◆ WORK REQUEST ◆
Please return every line from the entries that has the string "HealthCheckResult" in it.

◆ MATERIAL FOR THIS TASK ◆
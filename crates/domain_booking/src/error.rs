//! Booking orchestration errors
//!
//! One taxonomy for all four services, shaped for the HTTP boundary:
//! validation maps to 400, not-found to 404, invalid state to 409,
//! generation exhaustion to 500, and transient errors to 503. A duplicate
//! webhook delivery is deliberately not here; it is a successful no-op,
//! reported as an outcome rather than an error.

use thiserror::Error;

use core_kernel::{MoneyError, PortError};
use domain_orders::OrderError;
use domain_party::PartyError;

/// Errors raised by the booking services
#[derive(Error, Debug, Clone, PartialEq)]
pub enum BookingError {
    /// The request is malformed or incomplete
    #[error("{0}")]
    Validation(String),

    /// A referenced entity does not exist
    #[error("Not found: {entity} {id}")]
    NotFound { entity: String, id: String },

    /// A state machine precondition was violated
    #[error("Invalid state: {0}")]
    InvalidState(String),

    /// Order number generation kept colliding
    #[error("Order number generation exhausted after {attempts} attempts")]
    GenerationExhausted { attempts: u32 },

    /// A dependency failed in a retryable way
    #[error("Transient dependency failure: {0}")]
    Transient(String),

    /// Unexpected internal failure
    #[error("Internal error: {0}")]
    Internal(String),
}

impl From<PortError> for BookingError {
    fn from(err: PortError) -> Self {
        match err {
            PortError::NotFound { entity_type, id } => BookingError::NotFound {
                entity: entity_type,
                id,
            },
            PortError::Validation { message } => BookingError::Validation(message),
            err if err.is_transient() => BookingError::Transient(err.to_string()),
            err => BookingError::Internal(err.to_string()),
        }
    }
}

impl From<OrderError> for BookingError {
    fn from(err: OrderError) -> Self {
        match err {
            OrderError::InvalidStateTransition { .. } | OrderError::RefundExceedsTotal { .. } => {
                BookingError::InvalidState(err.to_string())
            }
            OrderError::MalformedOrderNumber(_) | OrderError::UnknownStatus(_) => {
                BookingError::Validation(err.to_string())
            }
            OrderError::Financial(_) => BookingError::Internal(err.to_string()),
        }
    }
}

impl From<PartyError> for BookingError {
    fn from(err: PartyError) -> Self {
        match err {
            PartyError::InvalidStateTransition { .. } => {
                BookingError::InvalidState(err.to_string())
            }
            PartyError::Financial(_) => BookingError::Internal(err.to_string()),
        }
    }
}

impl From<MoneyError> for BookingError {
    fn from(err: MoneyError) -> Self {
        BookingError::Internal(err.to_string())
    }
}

---

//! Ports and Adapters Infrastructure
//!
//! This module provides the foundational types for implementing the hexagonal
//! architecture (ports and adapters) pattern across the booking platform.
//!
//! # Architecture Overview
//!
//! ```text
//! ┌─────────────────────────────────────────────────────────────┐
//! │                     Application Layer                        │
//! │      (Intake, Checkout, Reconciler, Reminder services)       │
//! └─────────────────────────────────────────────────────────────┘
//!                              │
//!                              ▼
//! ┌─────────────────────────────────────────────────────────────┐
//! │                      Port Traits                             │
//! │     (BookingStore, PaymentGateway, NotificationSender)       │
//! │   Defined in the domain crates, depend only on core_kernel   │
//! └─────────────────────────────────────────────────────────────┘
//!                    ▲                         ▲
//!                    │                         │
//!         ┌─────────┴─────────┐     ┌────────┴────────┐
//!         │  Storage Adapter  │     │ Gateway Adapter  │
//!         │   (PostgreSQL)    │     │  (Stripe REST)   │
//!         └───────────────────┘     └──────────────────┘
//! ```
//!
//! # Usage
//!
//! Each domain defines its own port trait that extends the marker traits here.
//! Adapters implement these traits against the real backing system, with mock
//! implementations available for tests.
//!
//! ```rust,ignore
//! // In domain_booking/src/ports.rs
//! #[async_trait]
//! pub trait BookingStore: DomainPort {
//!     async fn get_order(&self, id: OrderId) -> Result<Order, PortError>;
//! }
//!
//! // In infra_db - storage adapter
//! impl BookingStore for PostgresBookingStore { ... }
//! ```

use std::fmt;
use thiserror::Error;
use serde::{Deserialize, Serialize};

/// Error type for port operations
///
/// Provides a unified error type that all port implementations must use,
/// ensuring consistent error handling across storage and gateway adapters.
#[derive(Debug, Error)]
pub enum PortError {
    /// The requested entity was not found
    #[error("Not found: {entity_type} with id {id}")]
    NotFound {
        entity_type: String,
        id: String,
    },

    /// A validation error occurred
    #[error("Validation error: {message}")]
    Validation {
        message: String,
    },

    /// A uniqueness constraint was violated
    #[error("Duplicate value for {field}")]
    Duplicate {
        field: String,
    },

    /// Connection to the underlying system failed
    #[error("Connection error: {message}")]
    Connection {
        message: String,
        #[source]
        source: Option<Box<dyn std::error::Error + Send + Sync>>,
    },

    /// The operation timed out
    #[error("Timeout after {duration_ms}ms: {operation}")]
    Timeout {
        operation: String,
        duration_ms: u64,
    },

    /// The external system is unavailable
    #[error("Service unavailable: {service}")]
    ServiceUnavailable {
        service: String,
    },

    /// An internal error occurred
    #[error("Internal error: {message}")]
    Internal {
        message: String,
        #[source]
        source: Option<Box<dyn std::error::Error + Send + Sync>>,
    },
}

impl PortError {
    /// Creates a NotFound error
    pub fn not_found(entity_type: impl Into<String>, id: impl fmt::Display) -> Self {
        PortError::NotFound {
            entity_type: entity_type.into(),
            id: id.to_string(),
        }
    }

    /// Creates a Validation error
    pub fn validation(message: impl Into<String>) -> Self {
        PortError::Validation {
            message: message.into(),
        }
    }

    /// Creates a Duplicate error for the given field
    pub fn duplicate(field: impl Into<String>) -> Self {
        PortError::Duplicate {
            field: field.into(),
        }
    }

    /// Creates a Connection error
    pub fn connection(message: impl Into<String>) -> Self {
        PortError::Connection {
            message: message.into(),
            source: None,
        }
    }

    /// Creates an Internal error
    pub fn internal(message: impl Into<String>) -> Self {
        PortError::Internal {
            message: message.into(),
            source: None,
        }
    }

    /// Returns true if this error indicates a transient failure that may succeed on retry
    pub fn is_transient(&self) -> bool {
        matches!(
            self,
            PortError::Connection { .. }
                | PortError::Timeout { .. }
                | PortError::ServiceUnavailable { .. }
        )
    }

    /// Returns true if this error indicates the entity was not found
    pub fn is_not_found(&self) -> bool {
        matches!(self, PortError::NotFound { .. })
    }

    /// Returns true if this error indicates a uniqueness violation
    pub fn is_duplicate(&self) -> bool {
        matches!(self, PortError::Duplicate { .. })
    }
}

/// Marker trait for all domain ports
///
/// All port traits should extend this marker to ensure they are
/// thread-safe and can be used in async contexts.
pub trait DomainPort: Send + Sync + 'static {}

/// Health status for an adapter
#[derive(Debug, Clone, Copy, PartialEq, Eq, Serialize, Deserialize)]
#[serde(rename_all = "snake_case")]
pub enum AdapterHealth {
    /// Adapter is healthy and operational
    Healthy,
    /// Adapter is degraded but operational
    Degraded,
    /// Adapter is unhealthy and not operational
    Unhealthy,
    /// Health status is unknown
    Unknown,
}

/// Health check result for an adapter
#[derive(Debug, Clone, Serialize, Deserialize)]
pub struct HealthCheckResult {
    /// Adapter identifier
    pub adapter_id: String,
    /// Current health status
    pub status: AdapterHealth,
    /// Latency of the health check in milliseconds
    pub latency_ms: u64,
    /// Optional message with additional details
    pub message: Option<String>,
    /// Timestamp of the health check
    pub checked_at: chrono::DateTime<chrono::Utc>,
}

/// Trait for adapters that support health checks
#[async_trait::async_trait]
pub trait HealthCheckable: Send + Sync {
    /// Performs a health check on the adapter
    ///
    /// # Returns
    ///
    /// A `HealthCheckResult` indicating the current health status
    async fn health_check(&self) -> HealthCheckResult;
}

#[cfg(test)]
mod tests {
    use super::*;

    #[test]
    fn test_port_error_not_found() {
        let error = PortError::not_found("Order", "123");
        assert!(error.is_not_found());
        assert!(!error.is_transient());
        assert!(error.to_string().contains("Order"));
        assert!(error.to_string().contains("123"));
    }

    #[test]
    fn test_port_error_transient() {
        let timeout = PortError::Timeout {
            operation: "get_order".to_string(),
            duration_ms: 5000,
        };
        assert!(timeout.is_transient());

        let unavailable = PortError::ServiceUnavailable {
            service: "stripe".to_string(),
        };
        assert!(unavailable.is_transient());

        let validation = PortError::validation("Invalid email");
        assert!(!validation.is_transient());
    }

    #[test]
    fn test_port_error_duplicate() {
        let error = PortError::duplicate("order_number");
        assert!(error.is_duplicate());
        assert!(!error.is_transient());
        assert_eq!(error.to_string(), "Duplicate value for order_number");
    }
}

◆ SOLUTION TO THE EXERCISE ◆
pub struct HealthCheckResult {
    /// A `HealthCheckResult` indicating the current health status
    async fn health_check(&self) -> HealthCheckResult;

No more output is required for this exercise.